Scraping the bottom of the barrel, I am watching the last of the 2019 films that were nominated for Oscars. I watched Ed Norton’s film Motherless Brooklyn. It is poorly written by him, poorly cast, and overall a PC-agenda film. But it is worth watching for this reason:

The film’s main fictional character, Moses Randolph (Alec Baldwin) is based on the real Robert Moses who was perhaps the most corrupt man in history of New York. After WW2, President Eisenhower went on a building spree of highways, bridges, tunnels, etc. to create the suburbs. Automobiles made this possible. Well, Mr. Moses, with a Yale undergrad degree (like Ed Norton) and PhD in political science, was the guy in New York who saw the opportunity to take over control of the entire state.

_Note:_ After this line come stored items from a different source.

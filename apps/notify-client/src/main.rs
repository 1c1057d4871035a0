use std::path::Path;
use std::sync::Arc;

use tracing_subscriber::{layer::SubscriberExt, util::SubscriberInitExt};

use notify_client::auth::{MemorySession, SessionGate};
use notify_client::config::Config;
use notify_client::NotifyClient;
use notify_common::NotificationRecord;

#[tokio::main]
async fn main() {
    // Load .env file (silently skip if missing, env vars may be set externally)
    if dotenvy::dotenv().is_err() {
        let env_path = Path::new(env!("CARGO_MANIFEST_DIR")).join(".env");
        let _ = dotenvy::from_path(env_path);
    }

    tracing_subscriber::registry()
        .with(tracing_subscriber::EnvFilter::from_default_env())
        .with(tracing_subscriber::fmt::layer())
        .init();

    let config = Config::from_env();
    tracing::info!(
        base_url = %config.base_url,
        live_path = %config.live_path,
        reconnect_ceiling = config.reconnect_ceiling,
        "notify-client configured"
    );

    let session = Arc::new(MemorySession::new());
    session.set_initialized(true);
    match std::env::var("NOTIFY_TOKEN").ok().filter(|t| !t.is_empty()) {
        Some(token) => session.login(token),
        None => tracing::warn!("NOTIFY_TOKEN not set, staying logged out"),
    }

    let client = NotifyClient::new(config, session.clone() as Arc<dyn SessionGate>);

    let store = client.store.clone();
    let binding = client.bind(Arc::new(move |record: &NotificationRecord| {
        tracing::info!(
            notification_id = record.id,
            kind = %record.kind,
            title = %record.title,
            unread = store.unread_count(),
            "notification received"
        );
    }));

    if session.authenticated() {
        match client.store.load_latest().await {
            Ok(unread) => tracing::info!(
                count = client.store.records().len(),
                unread,
                "initial notifications loaded"
            ),
            Err(e) => tracing::warn!(error = %e, "initial load failed, waiting for live channel"),
        }
    }

    let mut state = client.manager.state_changes();
    loop {
        tokio::select! {
            changed = state.changed() => {
                if changed.is_err() {
                    break;
                }
                let ready = *state.borrow_and_update();
                tracing::info!(state = %ready, "live channel state");
            }
            _ = tokio::signal::ctrl_c() => {
                tracing::info!("shutting down");
                break;
            }
        }
    }

    drop(binding);
    client.disconnect();
}
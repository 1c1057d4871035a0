use ulid::Ulid;

/// Generates a new ULID-based ID with the given prefix.
///
/// # Examples
/// ```
/// let id = notify_common::id::prefixed_ulid("sub");
/// assert!(id.starts_with("sub_"));
/// ```
pub fn prefixed_ulid(prefix: &str) -> String {
    format!("{}_{}", prefix, Ulid::new().to_string())
}

/// Well-known ID prefixes used to correlate client log lines.
pub mod prefix {
    pub const SUBSCRIPTION: &str = "sub";
    pub const CONNECTION: &str = "conn";
    pub const BINDING: &str = "bnd";
}
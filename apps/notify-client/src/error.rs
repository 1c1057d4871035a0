use std::fmt;

use notify_common::FrameError;

/// Broad category of a [`ClientError`].
#[derive(Debug, Clone, Copy, PartialEq, Eq)]
pub enum ErrorKind {
    /// Live channel could not be opened or broke mid-stream.
    Transport,
    /// A payload could not be decoded.
    Decode,
    /// REST call failed or returned a non-success status.
    Http,
    /// The server rejected the credential.
    Unauthorized,
    /// Invalid client configuration.
    Config,
}

impl ErrorKind {
    pub fn as_str(&self) -> &'static str {
        match self {
            ErrorKind::Transport => "TRANSPORT_ERROR",
            ErrorKind::Decode => "DECODE_ERROR",
            ErrorKind::Http => "HTTP_ERROR",
            ErrorKind::Unauthorized => "UNAUTHORIZED",
            ErrorKind::Config => "CONFIG_ERROR",
        }
    }
}

/// Client-level error type shared by the REST layer and the live channel.
#[derive(Debug)]
pub struct ClientError {
    pub kind: ErrorKind,
    pub message: String,
    /// HTTP status, when the error came from a REST response.
    pub status: Option<u16>,
}

impl ClientError {
    pub fn transport(message: impl Into<String>) -> Self {
        Self {
            kind: ErrorKind::Transport,
            message: message.into(),
            status: None,
        }
    }

    pub fn decode(message: impl Into<String>) -> Self {
        Self {
            kind: ErrorKind::Decode,
            message: message.into(),
            status: None,
        }
    }

    pub fn http(status: Option<u16>, message: impl Into<String>) -> Self {
        Self {
            kind: ErrorKind::Http,
            message: message.into(),
            status,
        }
    }

    pub fn unauthorized(message: impl Into<String>) -> Self {
        Self {
            kind: ErrorKind::Unauthorized,
            message: message.into(),
            status: Some(401),
        }
    }

    pub fn config(message: impl Into<String>) -> Self {
        Self {
            kind: ErrorKind::Config,
            message: message.into(),
            status: None,
        }
    }
}

impl fmt::Display for ClientError {
    fn fmt(&self, f: &mut fmt::Formatter<'_>) -> fmt::Result {
        match self.status {
            Some(status) => write!(f, "{} ({status}): {}", self.kind.as_str(), self.message),
            None => write!(f, "{}: {}", self.kind.as_str(), self.message),
        }
    }
}

impl std::error::Error for ClientError {}

impl From<reqwest::Error> for ClientError {
    fn from(err: reqwest::Error) -> Self {
        tracing::debug!(?err, "http client error");
        let status = err.status().map(|s| s.as_u16());
        if err.is_decode() {
            return Self::decode(err.to_string());
        }
        Self::http(status, err.to_string())
    }
}

impl From<serde_json::Error> for ClientError {
    fn from(err: serde_json::Error) -> Self {
        Self::decode(err.to_string())
    }
}

impl From<FrameError> for ClientError {
    fn from(err: FrameError) -> Self {
        Self::decode(err.to_string())
    }
}

impl From<tokio_tungstenite::tungstenite::Error> for ClientError {
    fn from(err: tokio_tungstenite::tungstenite::Error) -> Self {
        Self::transport(err.to_string())
    }
}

He achieved this by creating a shadowy fourth branch of government of “authorities” run by appointed un-elected officials. He started with his Borough Authority. There are now close to 600 of these unaccountable autonomous “authorities” in the State of New York. The most well-known are the Port Authority, Metropolitan Transportation Authority, Thruway Authority, Lower Manhattan Development Corporation, New York City Economic Development Corporation, and The Battery Park City Authority, among others.

I found this most interesting because I did not know that Moses started it all with his “authority” He received widespread criticism by local activists who fought his destruction of entire low-income, mostly black, communities as he used eminent domain to build highways through Brooklyn.

Now, some 70-years later, I have carried on their work and have taken the Battery Park City Authority all the way to the supreme court. Regardless of that legal outcome, I have already cleaned house at the BPCA. Everyone from Dennis Mehiel on down have been ousted.